1. This is an appeal by an objector from a decision of the Subordinate Judge, First Court, Alipore, granting probate of a will alleged to have been left by one Narayan Shaw. The history of the life of the testator Narayan Shaw, which is given in the will itself and which has not been disputed before us, is that in his early boyhood he came out to Bengal for the purpose of earning money and after spending some time here and there he ultimately came to Titaghur where he was employed in one capacity or another for some time and eventually became the Sardar of coolies of some mills at that place; that by his honesty and perseverance he succeeded in enlisting the sympathy and indulgence of some of the European officials of the mills and began to obtain very pro-Stable contracts from them. He thereafter married and brought his father down to his native village, acquired some properties and settled down at Titaghur.
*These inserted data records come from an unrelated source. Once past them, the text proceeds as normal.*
//! Fixed size, 1-based pages for all listings.

pub const POSTS_PER_PAGE: u64 = 1;
pub const COMMENTS_OF_POST_PER_PAGE: u64 = 10;
pub const COMMENTS_OF_ACCOUNT_PER_PAGE: u64 = 2;
pub const TAGS_PER_PAGE: u64 = 10;
pub const LODGINGS_PER_PAGE: u64 = 10;
pub const VISITS_OF_LODGING_PAGE_PER_PAGE: u64 = 10;
pub const VISITS_PER_PAGE: u64 = 5;
pub const TODOS_PER_PAGE: u64 = 10;

#[derive(Clone, Debug, Copy, PartialEq, Eq, Hash)]
pub struct PageRequest {
    pub page: u64,
    pub per_page: u64,
}

impl PageRequest {
    /// Requests page number `page`, everything below 1 is treated as the first page.
    pub fn new(page: Option<u64>, per_page: u64) -> Self {
        debug_assert!(per_page > 0);
        Self {
            page: page.unwrap_or(1).max(1),
            per_page,
        }
    }

    /// Saturates for page numbers far beyond any listing.
    pub const fn offset(&self) -> u64 {
        self.page.saturating_sub(1).saturating_mul(self.per_page)
    }

    pub const fn limit(&self) -> u64 {
        self.per_page
    }
}

#[derive(Clone, Debug, PartialEq, Eq)]
pub struct Page<T> {
    pub items: Vec<T>,
    pub page: u64,
    pub per_page: u64,
    pub total: u64,
}

impl<T> Page<T> {
    pub fn new(request: PageRequest, items: Vec<T>, total: u64) -> Self {
        let PageRequest { page, per_page } = request;
        Self {
            items,
            page,
            per_page,
            total,
        }
    }

    pub fn pages(&self) -> u64 {
        self.total.div_ceil(self.per_page)
    }

    /// Pages beyond the end lead back to the last page.
    pub fn prev_page(&self) -> Option<u64> {
        (self.page > 1).then(|| (self.page - 1).min(self.pages().max(1)))
    }

    pub fn next_page(&self) -> Option<u64> {
        (self.page < self.pages()).then(|| self.page + 1)
    }

    pub fn map<U, F>(self, f: F) -> Page<U>
    where
        F: FnMut(T) -> U,
    {
        let Self {
            items,
            page,
            per_page,
            total,
        } = self;
        Page {
            items: items.into_iter().map(f).collect(),
            page,
            per_page,
            total,
        }
    }

    pub fn try_map<U, E, F>(self, f: F) -> Result<Page<U>, E>
    where
        F: FnMut(T) -> Result<U, E>,
    {
        let Self {
            items,
            page,
            per_page,
            total,
        } = self;
        Ok(Page {
            items: items.into_iter().map(f).collect::<Result<_, _>>()?,
            page,
            per_page,
            total,
        })
    }
}
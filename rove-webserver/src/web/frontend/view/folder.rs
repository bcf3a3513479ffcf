use maud::{html, Markup};
use rocket::request::FlashMessage;

use super::{form::*, page::*};
use rove_core::entities::{Account, DestinationFolder, PostId};

pub fn folders(
    account: &Account,
    flash: Option<FlashMessage>,
    folders: &[DestinationFolder],
) -> Markup {
    page(
        "Destination folders",
        Some(account),
        flash,
        html! {
            h2 { "Your destination folders" }
            a class="btn" href="/destination_folders/create" { "create a folder" }
            ul class="folders" {
                @for folder in folders {
                    li {
                        a href=(format!("/destination_folders/{}", folder.id)) { (folder.name) }
                        a href=(format!("/destination_folders/update/{}", folder.id)) { "rename" }
                        (action_button(&format!("/destination_folders/{}/delete", folder.id), "delete", "danger"))
                    }
                }
            }
        },
    )
}

pub fn folder_form(title: &str, account: &Account, action: &str, data: &FormData) -> Markup {
    page(
        title,
        Some(account),
        None,
        html! {
          form class="folder" action=(action) method="POST" {
              fieldset{
                legend { (title) }
                (text_field(data, "name", "Folder name:", 16))
                input type="submit" value="save";
              }
          }
        },
    )
}

pub fn select_folder(account: &Account, post_id: PostId, folders: &[DestinationFolder]) -> Markup {
    page(
        "Saved Destination",
        Some(account),
        None,
        html! {
            h2 { "Save the destination into one of your folders" }
            @if folders.is_empty() {
                p class="empty" { "You don't have any destination folders yet." }
            }
            ul class="folders select" {
                @for folder in folders {
                    li {
                        form class="action" action=(format!("/select_folder/{post_id}/{}", folder.id)) method="POST" {
                            input type="submit" value=(folder.name);
                        }
                    }
                }
            }
            a href="/destination_folders/create" { "create a folder" }
        },
    )
}
use maud::{html, Markup};
use rocket::request::FlashMessage;

use super::{form::*, page::*};
use rove_core::{
    entities::{Account, PostId, Tag},
    pagination::Page,
};

fn tag_entry(tag: &Tag) -> Markup {
    html! {
        span class="name" { (tag.name) }
        @if let Some(description) = &tag.description {
            " " span class="description" { (description) }
        }
    }
}

pub fn tags(account: Option<&Account>, flash: Option<FlashMessage>, tags: &Page<Tag>) -> Markup {
    page(
        "Tags",
        account,
        flash,
        html! {
            h2 { "Tags" }
            @if account.is_some() {
                a class="btn" href="/tags/create" { "create a tag" }
            }
            ul class="tags" {
                @for tag in &tags.items {
                    li { a href=(format!("/tags/sort_by/{}", tag.id)) { (tag_entry(tag)) } }
                }
            }
            (pagination("/tags", tags))
        },
    )
}

pub fn tag_form(account: &Account, flash: Option<FlashMessage>, data: &FormData) -> Markup {
    page(
        "Create a Tag",
        Some(account),
        flash,
        html! {
          form class="tag" action="/tags/create" method="POST" {
              fieldset{
                legend { "New tag" }
                (text_field(data, "name", "Name:", 20))
                (text_field(data, "description", "Description (optional):", 50))
                input type="submit" value="create";
              }
          }
        },
    )
}

/// Each tag is a button that attaches it to the post.
pub fn select_tag(account: &Account, post_id: PostId, tags: &Page<Tag>) -> Markup {
    page(
        "Select a Tag",
        Some(account),
        None,
        html! {
            h2 { "Select a tag for your post" }
            ul class="tags select" {
                @for tag in &tags.items {
                    li {
                        form class="action" action=(format!("/post/{post_id}/{}", tag.id)) method="POST" {
                            input type="submit" value=(tag.name);
                        }
                        @if let Some(description) = &tag.description {
                            span class="description" { (description) }
                        }
                    }
                }
            }
            (pagination(&format!("/post/{post_id}/select_tag"), tags))
            a href="/tags/create" { "create a new tag" }
        },
    )
}
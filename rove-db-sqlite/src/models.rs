#![allow(clippy::extra_unused_lifetimes)]

use super::schema::*;

#[derive(Insertable)]
#[diesel(table_name = account)]
pub struct NewAccount<'a> {
    pub user_name: &'a str,
    pub location: &'a str,
    pub first_name: &'a str,
    pub last_name: &'a str,
    pub password: &'a str,
}

#[derive(Queryable)]
pub struct Account {
    pub id: i64,
    pub user_name: String,
    pub location: String,
    pub first_name: String,
    pub last_name: String,
    pub password: String,
}

#[derive(Insertable)]
#[diesel(table_name = post)]
pub struct NewPost<'a> {
    pub account_id: i64,
    pub location: &'a str,
    pub title: &'a str,
    pub content: &'a str,
    pub image: &'a str,
}

#[derive(Queryable)]
pub struct Post {
    pub id: i64,
    pub account_id: i64,
    pub location: String,
    pub title: String,
    pub content: String,
    pub image: String,
}

#[derive(Insertable)]
#[diesel(table_name = comment)]
pub struct NewComment<'a> {
    pub account_id: i64,
    pub post_id: i64,
    pub content: &'a str,
}

#[derive(Queryable)]
pub struct Comment {
    pub id: i64,
    pub account_id: i64,
    pub post_id: i64,
    pub content: String,
}

#[derive(Insertable)]
#[diesel(table_name = post_like)]
pub struct PostLike {
    pub account_id: i64,
    pub post_id: i64,
}

#[derive(Insertable)]
#[diesel(table_name = comment_like)]
pub struct CommentLike {
    pub account_id: i64,
    pub comment_id: i64,
}

#[derive(Insertable)]
#[diesel(table_name = tag)]
pub struct NewTag<'a> {
    pub name: &'a str,
    pub description: Option<&'a str>,
}

#[derive(Queryable)]
pub struct Tag {
    pub id: i64,
    pub name: String,
    pub description: Option<String>,
}

#[derive(Insertable)]
#[diesel(table_name = post_tag)]
pub struct PostTag {
    pub post_id: i64,
    pub tag_id: i64,
}

#[derive(Insertable)]
#[diesel(table_name = lodging)]
pub struct NewLodging<'a> {
    pub name: &'a str,
    pub location: &'a str,
}

#[derive(Queryable)]
pub struct Lodging {
    pub id: i64,
    pub name: String,
    pub location: String,
}

#[derive(Insertable)]
#[diesel(table_name = lodging_visit)]
pub struct NewLodgingVisit<'a> {
    pub post_id: i64,
    pub lodging_id: i64,
    pub cost: i32,
    pub rating: i32,
    pub comment: &'a str,
}

#[derive(Queryable)]
pub struct LodgingVisit {
    pub id: i64,
    pub post_id: i64,
    pub lodging_id: i64,
    pub cost: i32,
    pub rating: i32,
    pub comment: String,
}

#[derive(Insertable)]
#[diesel(table_name = destination_folder)]
pub struct NewDestinationFolder<'a> {
    pub account_id: i64,
    pub name: &'a str,
}

#[derive(Queryable)]
pub struct DestinationFolder {
    pub id: i64,
    pub account_id: i64,
    pub name: String,
}

#[derive(Insertable)]
#[diesel(table_name = saved_destination)]
pub struct SavedDestination {
    pub folder_id: i64,
    pub post_id: i64,
}

#[derive(Insertable)]
#[diesel(table_name = todo)]
pub struct NewToDo<'a> {
    pub account_id: i64,
    pub name: &'a str,
    pub description: &'a str,
}

#[derive(Queryable)]
pub struct ToDo {
    pub id: i64,
    pub account_id: i64,
    pub name: String,
    pub description: String,
}
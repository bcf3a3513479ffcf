use maud::Markup;
use rocket::{
    self, catch, catchers, get,
    request::FlashMessage,
    response::{content::RawCss, Flash, Redirect},
    routes, uri, Catcher, Request, Responder, Route,
};

use super::{error::Error, guards::*};

mod account;
mod comment;
mod folder;
mod login;
mod lodging;
mod post;
mod register;
mod tag;
mod todo;
mod view;


const MAIN_CSS: &str = include_str!("main.css");

type Result<T = Reply> = std::result::Result<T, Error>;

/// The possible outcomes of a frontend route.
#[derive(Responder)]
pub enum Reply {
    Page(Markup),
    Redirect(Redirect),
    Flash(Flash<Redirect>),
}

impl From<Markup> for Reply {
    fn from(from: Markup) -> Self {
        Self::Page(from)
    }
}

impl From<Redirect> for Reply {
    fn from(from: Redirect) -> Self {
        Self::Redirect(from)
    }
}

impl From<Flash<Redirect>> for Reply {
    fn from(from: Flash<Redirect>) -> Self {
        Self::Flash(from)
    }
}

fn redirect_home() -> Reply {
    Redirect::to(uri!(get_index)).into()
}

#[get("/")]
pub fn get_index(identity: Option<Identity>, flash: Option<FlashMessage>) -> Markup {
    view::index(identity.as_ref().map(Identity::account), flash)
}

#[get("/main.css")]
pub fn get_main_css() -> RawCss<&'static str> {
    RawCss(MAIN_CSS)
}

#[catch(401)]
fn unauthorized(req: &Request) -> Redirect {
    let next = req.uri().to_string();
    Redirect::to(uri!(login::get_login(Some(next.as_str()))))
}

#[catch(404)]
fn not_found() -> Markup {
    view::not_found()
}

pub fn catchers() -> Vec<Catcher> {
    catchers![unauthorized, not_found]
}

pub fn routes() -> Vec<Route> {
    routes![
        get_index,
        get_main_css,
        login::get_login,
        login::post_login,
        login::post_logout,
        register::get_register,
        register::post_register,
        account::get_account,
        account::get_account_modify,
        account::post_account_modify,
        account::post_account_delete,
        post::get_post_create,
        post::post_post_create,
        post::get_posts,
        post::get_your_posts,
        post::get_post_update,
        post::post_post_update,
        post::post_post_delete,
        post::post_like_post,
        comment::get_comment_create,
        comment::post_comment_create,
        comment::get_post_comments,
        comment::get_comment_update,
        comment::post_comment_update,
        comment::post_comment_delete,
        comment::get_your_comments,
        comment::post_like_comment,
        tag::get_tags,
        tag::get_tag_create,
        tag::post_tag_create,
        tag::get_tagged_posts,
        tag::get_select_tag,
        tag::post_attach_tag,
        lodging::get_lodgings,
        lodging::get_lodging_create,
        lodging::post_lodging_create,
        lodging::get_lodging,
        lodging::get_lodging_visits,
        lodging::get_select_lodging,
        lodging::get_visit_create,
        lodging::post_visit_create,
        lodging::get_post_visit,
        folder::get_folders,
        folder::get_folder_create,
        folder::post_folder_create,
        folder::get_folder_update,
        folder::post_folder_update,
        folder::post_folder_delete,
        folder::get_folder,
        folder::get_select_folder,
        folder::post_save_destination,
        folder::post_add_destination,
        todo::get_todos,
        todo::get_todo_create,
        todo::post_todo_create,
        todo::get_todo_modify,
        todo::post_todo_modify,
        todo::post_todo_complete,
    ]
}
#[macro_use]
extern crate diesel;

use anyhow::{anyhow, Result as Fallible};
use diesel::{
    connection::SimpleConnection as _,
    r2d2::{self, CustomizeConnection},
    sqlite::SqliteConnection,
};
use diesel_migrations::{embed_migrations, EmbeddedMigrations, MigrationHarness};
use parking_lot::{RwLock, RwLockReadGuard, RwLockWriteGuard};
use rove_core::usecases as uc;
use std::{
    cell::{RefCell, RefMut},
    sync::Arc,
};

mod models;
mod repo_impl;
mod schema;


const MIGRATIONS: EmbeddedMigrations = embed_migrations!("./migrations");

type Connection = SqliteConnection;

type ConnectionManager = r2d2::ConnectionManager<Connection>;
type ConnectionPool = r2d2::Pool<ConnectionManager>;
type PooledConnection = r2d2::PooledConnection<ConnectionManager>;

type SharedConnectionPool = Arc<RwLock<ConnectionPool>>;

pub struct DbReadOnly<'a> {
    _locked_pool: RwLockReadGuard<'a, ConnectionPool>,
    conn: RefCell<PooledConnection>,
}

impl<'a> DbReadOnly<'a> {
    fn try_new(pool: &'a SharedConnectionPool) -> Fallible<Self> {
        let locked_pool = pool.read();
        let conn = locked_pool.get().inspect_err(|err| {
            log::error!("Failed to obtain pooled database connection for read-only access: {err}");
        })?;
        Ok(Self {
            _locked_pool: locked_pool,
            conn: RefCell::new(conn),
        })
    }
}

pub struct DbReadWrite<'a> {
    _locked_pool: RwLockWriteGuard<'a, ConnectionPool>,
    conn: RefCell<PooledConnection>,
}

/// A connection inside of a running transaction.
pub struct DbConnection<'a> {
    conn: RefCell<&'a mut SqliteConnection>,
}

impl<'a> DbConnection<'a> {
    fn new(conn: &'a mut SqliteConnection) -> Self {
        Self {
            conn: RefCell::new(conn),
        }
    }
}

impl<'a> DbReadWrite<'a> {
    fn try_new(pool: &'a SharedConnectionPool) -> Fallible<Self> {
        let locked_pool = pool.write();
        let conn = locked_pool.get().inspect_err(|err| {
            log::error!("Failed to obtain pooled database connection for read/write access: {err}");
        })?;
        Ok(Self {
            _locked_pool: locked_pool,
            conn: RefCell::new(conn),
        })
    }

    /// Runs `f` in a single transaction that is committed if `f` succeeds.
    pub fn transaction<T, F, E>(&mut self, f: F) -> Result<T, uc::Error>
    where
        F: FnOnce(&DbConnection) -> Result<T, E>,
        E: Into<uc::Error>,
    {
        let mut usecase_error = None;
        use diesel::Connection;
        self.conn
            .borrow_mut()
            .transaction(|conn| {
                f(&DbConnection::new(conn))
                    .map_err(Into::into)
                    .map_err(|err| {
                        usecase_error = Some(err);
                        diesel::result::Error::RollbackTransaction
                    })
            })
            .map_err(|err| {
                if let Some(usecase_error) = usecase_error {
                    debug_assert!(matches!(err, diesel::result::Error::RollbackTransaction));
                    usecase_error
                } else {
                    uc::Error::Repo(repo_impl::from_diesel_err(err))
                }
            })
    }

    fn sqlite_conn(&self) -> RefMut<PooledConnection> {
        self.conn.borrow_mut()
    }
}

#[derive(Clone)]
pub struct Connections {
    // Only a single connection with write access will be
    // handed out at a time from the pool. Multiple read
    // connections can be accessed concurrently. This locking
    // pattern around the connection pool prevents SQLITE_LOCKED
    // ("database is locked") errors.
    pool: SharedConnectionPool,
}

/// Settings that SQLite only keeps per connection.
///
/// Cascading deletes rely on `foreign_keys`, which is disabled
/// by default for every new connection.
#[derive(Debug, Clone, Copy)]
struct ConnectionOptions;

impl CustomizeConnection<SqliteConnection, r2d2::Error> for ConnectionOptions {
    fn on_acquire(&self, conn: &mut SqliteConnection) -> Result<(), r2d2::Error> {
        conn.batch_execute(
            r#"
PRAGMA foreign_keys = ON;         -- check foreign key constraints, ON DELETE CASCADE
PRAGMA busy_timeout = 5000;       -- milliseconds to wait for a locked database
PRAGMA synchronous = NORMAL;      -- fsync only in critical moments, safe for journal_mode = WAL
"#,
        )
        .map_err(r2d2::Error::QueryError)
    }
}

/// Configure the database engine
///
/// Some values like the text encoding can only be changed once after the
/// database has initially been created.
pub fn initialize_database(connection: &mut SqliteConnection) -> Fallible<()> {
    connection.batch_execute(
        r#"
PRAGMA journal_mode = WAL;        -- better write-concurrency
PRAGMA wal_autocheckpoint = 1000; -- write WAL changes back every 1000 pages (default)
PRAGMA wal_checkpoint(TRUNCATE);  -- free some space by truncating possibly massive WAL files from the last run
PRAGMA encoding = 'UTF-8';
"#,
    )?;
    Ok(())
}

impl Connections {
    pub fn init(url: &str, pool_size: u32) -> Fallible<Self> {
        // Establish a test connection before creating the connection pool to fail early.
        // If the given file is inaccessible r2d2 would keep retrying and
        // logging errors instead of simply failing.
        use diesel::Connection as _;
        let _ = diesel::SqliteConnection::establish(url)?;
        let manager = ConnectionManager::new(url);
        let pool = ConnectionPool::builder()
            .max_size(pool_size)
            .connection_customizer(Box::new(ConnectionOptions))
            .build(manager)?;
        initialize_database(&mut *pool.get()?)?;
        Ok(Self::new(pool))
    }

    fn new(pool: ConnectionPool) -> Self {
        Self {
            pool: Arc::new(RwLock::new(pool)),
        }
    }

    pub fn shared(&self) -> Fallible<DbReadOnly> {
        DbReadOnly::try_new(&self.pool)
    }

    pub fn exclusive(&self) -> Fallible<DbReadWrite> {
        DbReadWrite::try_new(&self.pool)
    }
}

pub fn run_embedded_database_migrations(conn: DbReadWrite<'_>) -> Fallible<()> {
    log::info!("Running embedded database migrations");
    let mut sqlite_conn = conn.sqlite_conn();
    let applied = sqlite_conn
        .run_pending_migrations(MIGRATIONS)
        .map_err(|err| anyhow!("Failed to run database migrations: {err}"))?;
    for version in applied {
        log::info!("Applied database migration {version}");
    }
    Ok(())
}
At the time of his death, he had a fixed place of abode at Titaghur and some properties movable and immovable there and at other places. For some months before his death he was suffering from diabetes and carbuncle. The will in question is alleged to have been executed by him on the morning of 19th January 1933 and he died the next day, that is the 20th. In the will it is stated that the testator had acquired properties in his own name and also in the name of his father and that he had been enjoying and possessing all those properties. It is also stated that on account of the diseases that he was suffering from there was very little hope for his life. It is recited also that he had two sons Hari har Prosad and Tara Prosad as also his wife Patia Dassi and a daughter-in-law Dhaneswari the wife of Harihar Prosad. The existence of certain other relations was also mentioned in the will. As the motive for making the will, it is stated in it, that Harihar Prosad was of bad character and addicted to drinking and other vices, that he was disobedient to the testator and did not behave well with him, that he did not care for his wife and children and had already squandered away large sums of money. After this recital of motive, it is stated that the testator was not willing to give any of his properties to the said Harihar Prosad. It is then said that the younger son Tara Prosad was a minor. It is nest stated that the wife Patia Dassi and the daughter-in-law Dhaneswari, namely the wife of Harihar Prosad, were being appointed executrixes to the will.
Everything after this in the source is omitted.